Given records START

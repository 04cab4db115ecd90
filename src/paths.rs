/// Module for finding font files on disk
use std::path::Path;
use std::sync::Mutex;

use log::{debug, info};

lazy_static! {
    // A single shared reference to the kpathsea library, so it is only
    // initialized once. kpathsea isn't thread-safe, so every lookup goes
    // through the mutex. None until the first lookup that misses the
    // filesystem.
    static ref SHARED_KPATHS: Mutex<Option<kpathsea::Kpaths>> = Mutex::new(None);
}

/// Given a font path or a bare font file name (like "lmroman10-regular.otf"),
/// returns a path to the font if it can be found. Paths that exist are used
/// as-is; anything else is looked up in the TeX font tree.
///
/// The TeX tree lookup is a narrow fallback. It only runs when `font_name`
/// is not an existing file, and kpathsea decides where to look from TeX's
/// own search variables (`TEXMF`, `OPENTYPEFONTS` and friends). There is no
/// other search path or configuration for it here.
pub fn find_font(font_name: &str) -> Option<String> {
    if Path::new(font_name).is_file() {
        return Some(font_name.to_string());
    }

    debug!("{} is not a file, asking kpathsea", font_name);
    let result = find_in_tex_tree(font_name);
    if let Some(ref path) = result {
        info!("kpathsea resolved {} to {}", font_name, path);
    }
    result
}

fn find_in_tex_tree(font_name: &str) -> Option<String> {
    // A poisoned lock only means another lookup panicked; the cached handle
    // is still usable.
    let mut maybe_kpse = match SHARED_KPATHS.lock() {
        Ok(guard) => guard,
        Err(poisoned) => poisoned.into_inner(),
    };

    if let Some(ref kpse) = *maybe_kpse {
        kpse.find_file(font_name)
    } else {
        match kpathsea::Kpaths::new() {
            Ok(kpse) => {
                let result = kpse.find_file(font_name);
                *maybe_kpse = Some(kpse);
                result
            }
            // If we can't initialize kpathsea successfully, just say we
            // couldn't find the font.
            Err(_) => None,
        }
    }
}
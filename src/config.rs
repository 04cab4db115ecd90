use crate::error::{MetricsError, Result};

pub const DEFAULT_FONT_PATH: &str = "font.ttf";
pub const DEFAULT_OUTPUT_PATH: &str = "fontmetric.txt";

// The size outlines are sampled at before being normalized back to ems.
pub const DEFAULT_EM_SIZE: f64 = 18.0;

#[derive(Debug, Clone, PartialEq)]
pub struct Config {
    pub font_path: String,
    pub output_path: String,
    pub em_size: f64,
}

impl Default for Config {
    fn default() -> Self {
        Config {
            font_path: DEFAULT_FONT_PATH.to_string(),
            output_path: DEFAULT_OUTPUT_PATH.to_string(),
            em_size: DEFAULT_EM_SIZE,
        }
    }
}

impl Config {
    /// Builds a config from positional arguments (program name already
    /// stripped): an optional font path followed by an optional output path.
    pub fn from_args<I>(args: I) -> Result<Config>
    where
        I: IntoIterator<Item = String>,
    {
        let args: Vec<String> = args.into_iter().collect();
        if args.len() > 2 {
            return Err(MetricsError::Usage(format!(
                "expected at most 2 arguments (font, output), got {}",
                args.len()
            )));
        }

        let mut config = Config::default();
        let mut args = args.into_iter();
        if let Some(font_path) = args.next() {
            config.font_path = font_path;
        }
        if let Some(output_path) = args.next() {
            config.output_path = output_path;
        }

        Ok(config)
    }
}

Given records END
Given records START

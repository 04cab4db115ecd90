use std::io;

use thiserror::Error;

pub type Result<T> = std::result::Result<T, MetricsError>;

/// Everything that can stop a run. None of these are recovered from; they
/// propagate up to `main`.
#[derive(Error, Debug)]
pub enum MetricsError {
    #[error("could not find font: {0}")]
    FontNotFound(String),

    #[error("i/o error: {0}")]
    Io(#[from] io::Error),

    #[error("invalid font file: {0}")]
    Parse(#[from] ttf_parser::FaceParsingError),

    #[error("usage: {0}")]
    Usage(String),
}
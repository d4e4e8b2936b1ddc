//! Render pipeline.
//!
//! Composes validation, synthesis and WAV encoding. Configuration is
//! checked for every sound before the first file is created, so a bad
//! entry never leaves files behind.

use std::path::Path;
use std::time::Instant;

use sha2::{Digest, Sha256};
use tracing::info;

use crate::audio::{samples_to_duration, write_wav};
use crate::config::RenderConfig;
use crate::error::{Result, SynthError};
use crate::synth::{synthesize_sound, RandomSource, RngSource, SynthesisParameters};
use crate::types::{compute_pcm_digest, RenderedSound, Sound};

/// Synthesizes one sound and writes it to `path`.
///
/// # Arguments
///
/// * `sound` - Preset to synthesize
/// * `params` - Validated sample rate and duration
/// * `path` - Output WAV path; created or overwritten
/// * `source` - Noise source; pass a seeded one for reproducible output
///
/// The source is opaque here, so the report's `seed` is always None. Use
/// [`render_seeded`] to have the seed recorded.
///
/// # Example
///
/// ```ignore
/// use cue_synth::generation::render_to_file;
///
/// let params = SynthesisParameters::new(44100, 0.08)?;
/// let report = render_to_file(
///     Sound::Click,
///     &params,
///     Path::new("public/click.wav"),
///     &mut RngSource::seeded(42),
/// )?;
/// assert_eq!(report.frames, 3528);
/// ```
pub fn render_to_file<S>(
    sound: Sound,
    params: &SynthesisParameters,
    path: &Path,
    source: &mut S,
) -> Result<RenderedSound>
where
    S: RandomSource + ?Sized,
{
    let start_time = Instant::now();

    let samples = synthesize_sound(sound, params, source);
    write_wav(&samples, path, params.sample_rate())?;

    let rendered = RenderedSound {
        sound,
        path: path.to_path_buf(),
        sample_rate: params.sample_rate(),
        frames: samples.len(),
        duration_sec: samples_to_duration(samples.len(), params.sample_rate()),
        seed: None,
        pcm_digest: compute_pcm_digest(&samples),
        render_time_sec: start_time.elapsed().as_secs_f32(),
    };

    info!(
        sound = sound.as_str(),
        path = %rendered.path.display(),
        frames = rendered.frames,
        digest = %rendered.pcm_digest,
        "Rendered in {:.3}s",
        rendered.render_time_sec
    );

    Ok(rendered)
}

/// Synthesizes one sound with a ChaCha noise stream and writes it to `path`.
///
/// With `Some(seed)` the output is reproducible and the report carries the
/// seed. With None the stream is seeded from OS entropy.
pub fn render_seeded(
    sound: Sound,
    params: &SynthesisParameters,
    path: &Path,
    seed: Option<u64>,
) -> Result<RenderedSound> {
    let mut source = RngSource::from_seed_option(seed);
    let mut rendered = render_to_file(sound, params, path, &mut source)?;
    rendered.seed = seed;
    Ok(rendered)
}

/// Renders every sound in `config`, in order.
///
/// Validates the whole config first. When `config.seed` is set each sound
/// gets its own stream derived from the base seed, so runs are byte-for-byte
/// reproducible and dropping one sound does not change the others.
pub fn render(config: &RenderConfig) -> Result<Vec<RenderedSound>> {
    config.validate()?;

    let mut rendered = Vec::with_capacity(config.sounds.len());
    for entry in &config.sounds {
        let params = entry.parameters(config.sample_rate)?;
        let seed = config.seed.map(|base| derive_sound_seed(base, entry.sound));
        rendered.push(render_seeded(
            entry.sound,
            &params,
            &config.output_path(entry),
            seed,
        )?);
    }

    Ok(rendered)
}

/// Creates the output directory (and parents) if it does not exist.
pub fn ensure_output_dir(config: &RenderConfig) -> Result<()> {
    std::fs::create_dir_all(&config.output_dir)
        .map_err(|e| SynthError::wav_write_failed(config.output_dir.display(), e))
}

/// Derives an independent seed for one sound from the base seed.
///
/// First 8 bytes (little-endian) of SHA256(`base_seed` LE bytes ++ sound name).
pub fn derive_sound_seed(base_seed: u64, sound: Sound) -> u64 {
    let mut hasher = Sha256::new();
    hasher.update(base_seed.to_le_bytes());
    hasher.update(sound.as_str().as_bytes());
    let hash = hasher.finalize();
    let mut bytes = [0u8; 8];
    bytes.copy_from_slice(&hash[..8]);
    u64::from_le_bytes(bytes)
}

Given records END
Given records START

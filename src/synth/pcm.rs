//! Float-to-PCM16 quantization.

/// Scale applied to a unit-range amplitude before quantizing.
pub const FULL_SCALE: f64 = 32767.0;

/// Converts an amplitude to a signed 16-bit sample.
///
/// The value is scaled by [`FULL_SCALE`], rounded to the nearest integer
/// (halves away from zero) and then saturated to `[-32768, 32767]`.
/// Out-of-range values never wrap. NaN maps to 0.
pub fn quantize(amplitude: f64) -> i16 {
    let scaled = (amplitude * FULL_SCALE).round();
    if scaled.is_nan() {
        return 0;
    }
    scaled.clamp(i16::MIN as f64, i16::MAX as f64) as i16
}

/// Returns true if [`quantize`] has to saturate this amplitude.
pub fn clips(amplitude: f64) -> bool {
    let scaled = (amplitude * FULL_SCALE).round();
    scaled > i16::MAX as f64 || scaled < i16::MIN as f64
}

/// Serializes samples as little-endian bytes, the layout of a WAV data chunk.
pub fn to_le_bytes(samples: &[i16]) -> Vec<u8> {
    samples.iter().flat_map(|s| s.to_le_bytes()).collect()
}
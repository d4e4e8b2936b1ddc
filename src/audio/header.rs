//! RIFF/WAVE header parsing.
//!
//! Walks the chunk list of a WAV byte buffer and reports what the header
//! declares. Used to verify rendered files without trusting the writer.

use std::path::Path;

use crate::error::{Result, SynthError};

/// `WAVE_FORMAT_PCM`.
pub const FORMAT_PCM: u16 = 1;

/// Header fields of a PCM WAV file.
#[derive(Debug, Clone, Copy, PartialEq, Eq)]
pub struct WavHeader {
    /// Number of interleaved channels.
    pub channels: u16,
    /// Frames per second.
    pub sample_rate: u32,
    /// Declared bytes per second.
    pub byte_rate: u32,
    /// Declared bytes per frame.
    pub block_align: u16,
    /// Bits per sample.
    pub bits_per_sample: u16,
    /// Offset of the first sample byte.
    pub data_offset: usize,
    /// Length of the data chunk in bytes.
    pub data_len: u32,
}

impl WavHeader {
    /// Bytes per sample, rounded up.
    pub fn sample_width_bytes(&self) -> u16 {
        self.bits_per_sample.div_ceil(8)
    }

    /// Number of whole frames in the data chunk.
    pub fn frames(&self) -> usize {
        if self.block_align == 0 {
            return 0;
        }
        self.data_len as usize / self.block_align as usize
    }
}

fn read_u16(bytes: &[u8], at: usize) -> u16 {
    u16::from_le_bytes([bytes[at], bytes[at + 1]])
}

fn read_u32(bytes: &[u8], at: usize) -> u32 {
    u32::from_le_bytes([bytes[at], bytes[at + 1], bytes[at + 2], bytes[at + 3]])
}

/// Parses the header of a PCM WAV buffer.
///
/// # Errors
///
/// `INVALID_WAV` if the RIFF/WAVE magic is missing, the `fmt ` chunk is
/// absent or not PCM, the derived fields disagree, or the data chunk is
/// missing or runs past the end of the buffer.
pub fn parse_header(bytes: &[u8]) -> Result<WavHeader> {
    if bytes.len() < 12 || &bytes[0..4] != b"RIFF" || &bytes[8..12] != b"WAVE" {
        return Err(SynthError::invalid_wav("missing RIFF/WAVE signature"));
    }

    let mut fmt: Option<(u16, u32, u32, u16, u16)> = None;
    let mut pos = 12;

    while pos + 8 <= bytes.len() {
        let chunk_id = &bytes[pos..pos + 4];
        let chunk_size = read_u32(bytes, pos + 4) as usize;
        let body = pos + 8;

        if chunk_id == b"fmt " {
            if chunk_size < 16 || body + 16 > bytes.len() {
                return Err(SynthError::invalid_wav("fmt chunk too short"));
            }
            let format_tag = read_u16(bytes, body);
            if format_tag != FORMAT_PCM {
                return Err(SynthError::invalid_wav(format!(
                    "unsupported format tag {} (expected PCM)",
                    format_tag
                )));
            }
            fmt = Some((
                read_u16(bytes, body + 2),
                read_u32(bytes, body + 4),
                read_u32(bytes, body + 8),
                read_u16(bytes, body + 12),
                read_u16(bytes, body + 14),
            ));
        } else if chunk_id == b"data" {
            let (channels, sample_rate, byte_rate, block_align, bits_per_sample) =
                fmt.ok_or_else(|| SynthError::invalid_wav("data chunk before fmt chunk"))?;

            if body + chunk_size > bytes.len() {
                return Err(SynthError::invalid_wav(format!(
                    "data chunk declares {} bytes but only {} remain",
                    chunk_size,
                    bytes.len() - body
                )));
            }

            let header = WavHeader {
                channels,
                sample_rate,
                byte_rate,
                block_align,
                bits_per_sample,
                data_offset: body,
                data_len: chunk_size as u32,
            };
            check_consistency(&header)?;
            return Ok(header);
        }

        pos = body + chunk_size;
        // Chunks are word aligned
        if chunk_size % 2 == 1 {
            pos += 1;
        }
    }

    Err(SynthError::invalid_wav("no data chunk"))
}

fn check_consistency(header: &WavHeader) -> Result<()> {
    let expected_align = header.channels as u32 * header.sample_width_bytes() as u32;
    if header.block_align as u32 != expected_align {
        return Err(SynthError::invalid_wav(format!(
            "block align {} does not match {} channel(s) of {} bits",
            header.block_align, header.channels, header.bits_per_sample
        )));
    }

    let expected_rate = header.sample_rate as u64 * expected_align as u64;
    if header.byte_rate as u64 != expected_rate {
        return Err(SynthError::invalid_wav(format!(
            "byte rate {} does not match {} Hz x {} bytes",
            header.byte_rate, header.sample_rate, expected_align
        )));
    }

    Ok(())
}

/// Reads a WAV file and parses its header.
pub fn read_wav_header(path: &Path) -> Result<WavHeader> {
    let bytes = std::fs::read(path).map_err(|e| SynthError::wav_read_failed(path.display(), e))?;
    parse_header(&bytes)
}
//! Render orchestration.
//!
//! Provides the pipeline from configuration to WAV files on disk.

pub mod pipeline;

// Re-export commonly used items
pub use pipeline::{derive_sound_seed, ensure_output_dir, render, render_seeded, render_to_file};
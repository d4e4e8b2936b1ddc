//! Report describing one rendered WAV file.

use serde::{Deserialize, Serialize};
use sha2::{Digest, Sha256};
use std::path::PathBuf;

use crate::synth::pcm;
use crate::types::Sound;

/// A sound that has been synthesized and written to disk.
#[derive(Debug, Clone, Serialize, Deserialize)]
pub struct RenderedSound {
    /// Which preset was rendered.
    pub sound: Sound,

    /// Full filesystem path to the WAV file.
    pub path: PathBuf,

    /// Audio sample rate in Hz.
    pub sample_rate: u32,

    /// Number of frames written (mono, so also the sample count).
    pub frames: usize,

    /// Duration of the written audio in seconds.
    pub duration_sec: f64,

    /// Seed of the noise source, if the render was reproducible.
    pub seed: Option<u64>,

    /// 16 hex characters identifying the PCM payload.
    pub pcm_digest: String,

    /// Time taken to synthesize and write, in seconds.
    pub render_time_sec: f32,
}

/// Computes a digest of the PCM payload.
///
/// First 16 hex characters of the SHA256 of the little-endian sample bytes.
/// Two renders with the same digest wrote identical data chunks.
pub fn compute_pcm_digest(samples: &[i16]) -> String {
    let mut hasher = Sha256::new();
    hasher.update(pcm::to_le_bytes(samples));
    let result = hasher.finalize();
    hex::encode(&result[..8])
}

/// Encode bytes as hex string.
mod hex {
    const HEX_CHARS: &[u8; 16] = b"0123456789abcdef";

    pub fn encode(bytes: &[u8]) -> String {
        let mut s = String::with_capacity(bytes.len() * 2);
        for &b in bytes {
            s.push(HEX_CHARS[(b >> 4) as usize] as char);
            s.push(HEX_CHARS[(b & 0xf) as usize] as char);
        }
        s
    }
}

Given records END

Your instructions — Within the data above, the lines from the one with "PCM WAV buffer." to the one with "if body + chunk_size" must be repeated exactly; no other line belongs in the answer.

Answer —
/// Parses the header of a PCM WAV buffer.
///
/// # Errors
///
/// `INVALID_WAV` if the RIFF/WAVE magic is missing, the `fmt ` chunk is
/// absent or not PCM, the derived fields disagree, or the data chunk is
/// missing or runs past the end of the buffer.
pub fn parse_header(bytes: &[u8]) -> Result<WavHeader> {
    if bytes.len() < 12 || &bytes[0..4] != b"RIFF" || &bytes[8..12] != b"WAVE" {
        return Err(SynthError::invalid_wav("missing RIFF/WAVE signature"));
    }

    let mut fmt: Option<(u16, u32, u32, u16, u16)> = None;
    let mut pos = 12;

    while pos + 8 <= bytes.len() {
        let chunk_id = &bytes[pos..pos + 4];
        let chunk_size = read_u32(bytes, pos + 4) as usize;
        let body = pos + 8;

        if chunk_id == b"fmt " {
            if chunk_size < 16 || body + 16 > bytes.len() {
                return Err(SynthError::invalid_wav("fmt chunk too short"));
            }
            let format_tag = read_u16(bytes, body);
            if format_tag != FORMAT_PCM {
                return Err(SynthError::invalid_wav(format!(
                    "unsupported format tag {} (expected PCM)",
                    format_tag
                )));
            }
            fmt = Some((
                read_u16(bytes, body + 2),
                read_u32(bytes, body + 4),
                read_u32(bytes, body + 8),
                read_u16(bytes, body + 12),
                read_u16(bytes, body + 14),
            ));
        } else if chunk_id == b"data" {
            let (channels, sample_rate, byte_rate, block_align, bits_per_sample) =
                fmt.ok_or_else(|| SynthError::invalid_wav("data chunk before fmt chunk"))?;

            if body + chunk_size > bytes.len() {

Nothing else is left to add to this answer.